The Pitch: Think teen dance movie where Missy and her swimmer pals have to team up to save the community swim center from an Australian real estate developer. Throw in a few dance numbers and you've got a hit.
The Stars: Emma Stone's megawatt smile can almost do justice to Missy's big ol' grin. Chris O'Dowd should play the Aussie developer because he's everywhere right now. And, of course, an obvious cameo by Missy Franklin fan Justin Bieber would round things out nicely.
The Director: Jon M. Chu (Step Up 2: The Streets, Step Up 3D)

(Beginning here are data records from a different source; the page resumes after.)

//! PCM16 sample conversions shared by capture, playback and the relay

use base64::{Engine, engine::general_purpose::STANDARD};

use crate::audio::error::{AudioError, AudioResult};

/// Bytes per PCM16 mono sample
pub const BYTES_PER_SAMPLE: usize = 2;

/// Level reported for silence or an empty frame
pub const SILENCE_DBFS: f32 = -100.0;

/// Convert f32 samples (-1.0..=1.0) to i16, clamping out-of-range values
pub fn f32_to_i16(samples: &[f32]) -> Vec<i16> {
    samples
        .iter()
        .map(|&sample| (sample.clamp(-1.0, 1.0) * 32767.0) as i16)
        .collect()
}

/// Convert i16 samples back to f32
pub fn i16_to_f32(samples: &[i16]) -> Vec<f32> {
    samples.iter().map(|&s| s as f32 / 32768.0).collect()
}

/// Little-endian byte encoding of PCM16 samples
pub fn samples_to_bytes(samples: &[i16]) -> Vec<u8> {
    let mut bytes = Vec::with_capacity(samples.len() * BYTES_PER_SAMPLE);
    for &sample in samples {
        bytes.extend_from_slice(&sample.to_le_bytes());
    }
    bytes
}

/// Decode little-endian PCM16 bytes; a trailing odd byte is ignored
pub fn bytes_to_samples(bytes: &[u8]) -> Vec<i16> {
    bytes
        .chunks_exact(BYTES_PER_SAMPLE)
        .map(|pair| i16::from_le_bytes([pair[0], pair[1]]))
        .collect()
}

pub fn encode_base64(bytes: &[u8]) -> String {
    STANDARD.encode(bytes)
}

pub fn decode_base64(payload: &str) -> AudioResult<Vec<u8>> {
    STANDARD
        .decode(payload)
        .map_err(|e| AudioError::InvalidPayload(e.to_string()))
}

/// Base64 of the little-endian bytes of `samples`
pub fn encode_samples(samples: &[i16]) -> String {
    encode_base64(&samples_to_bytes(samples))
}

/// RMS level of `samples` in dBFS, floored at [`SILENCE_DBFS`]
pub fn level_dbfs(samples: &[i16]) -> f32 {
    if samples.is_empty() {
        return SILENCE_DBFS;
    }

    let sum_squares: f64 = samples
        .iter()
        .map(|&s| {
            let normalized = s as f64 / 32768.0;
            normalized * normalized
        })
        .sum();
    let rms = (sum_squares / samples.len() as f64).sqrt();

    if rms <= 0.0 {
        return SILENCE_DBFS;
    }
    ((20.0 * rms.log10()) as f32).max(SILENCE_DBFS)
}

/// Playback duration of `byte_len` bytes of PCM16 mono at `sample_rate`
pub fn duration_ms(byte_len: usize, sample_rate: u32) -> u64 {
    if sample_rate == 0 {
        return 0;
    }
    let samples = (byte_len / BYTES_PER_SAMPLE) as u64;
    samples * 1000 / sample_rate as u64
}

/// Samples in a frame of `frame_ms` at `sample_rate`
pub fn samples_per_frame(sample_rate: u32, frame_ms: u32) -> usize {
    (sample_rate as u64 * frame_ms as u64 / 1000) as usize
}

#[cfg(test)]
mod tests {
    use super::*;

    #[test]
    fn test_f32_to_i16_clamps() {
        let samples = f32_to_i16(&[-2.0, -1.0, 0.0, 0.5, 1.0, 1.5]);
        assert_eq!(samples, vec![-32767, -32767, 0, 16383, 32767, 32767]);
    }

    #[test]
    fn test_samples_to_bytes_little_endian() {
        let bytes = samples_to_bytes(&[0x1234, -1]);
        assert_eq!(bytes, vec![0x34, 0x12, 0xFF, 0xFF]);
        assert_eq!(bytes_to_samples(&bytes), vec![0x1234, -1]);
    }

    #[test]
    fn test_bytes_to_samples_ignores_trailing_byte() {
        assert_eq!(bytes_to_samples(&[0x01, 0x00, 0x7F]), vec![1]);
    }

    #[test]
    fn test_decode_base64_rejects_garbage() {
        assert!(matches!(
            decode_base64("not base64!"),
            Err(AudioError::InvalidPayload(_))
        ));
        assert_eq!(decode_base64(&encode_base64(&[1, 2, 3])).unwrap(), vec![1, 2, 3]);
    }

    #[test]
    fn test_level_dbfs() {
        assert_eq!(level_dbfs(&[]), SILENCE_DBFS);
        assert_eq!(level_dbfs(&[0; 480]), SILENCE_DBFS);

        let full_scale = vec![i16::MIN; 480];
        assert!(level_dbfs(&full_scale).abs() < 0.01);

        let half = vec![16384; 480];
        assert!((level_dbfs(&half) + 6.02).abs() < 0.05);
    }

    #[test]
    fn test_duration_ms() {
        assert_eq!(duration_ms(48_000, 24_000), 1000);
        assert_eq!(duration_ms(1_920, 24_000), 40);
        assert_eq!(duration_ms(100, 0), 0);
        assert_eq!(samples_per_frame(24_000, 40), 960);
    }
}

3. Women's Doubles Badminton Scandal: The Disqualified
In one of the 2012 Games darker moments, boos rang out in London when two sets of Women's Doubles Badminton teams deliberately attempted to lose their matches. They were looking to exploit a loop hole in the tournament's round-robin format that allowed the lower-placed team to face an easier opponent. It might have worked, too, if only the two South Korean teams, the Chinese team, and the Indonesian team were any good at losing. Instead, they made a mockery of the Olympic spirit, and the Badminton World Federation tossed all four squads from the tourney — a draconian but ultimately proper punishment.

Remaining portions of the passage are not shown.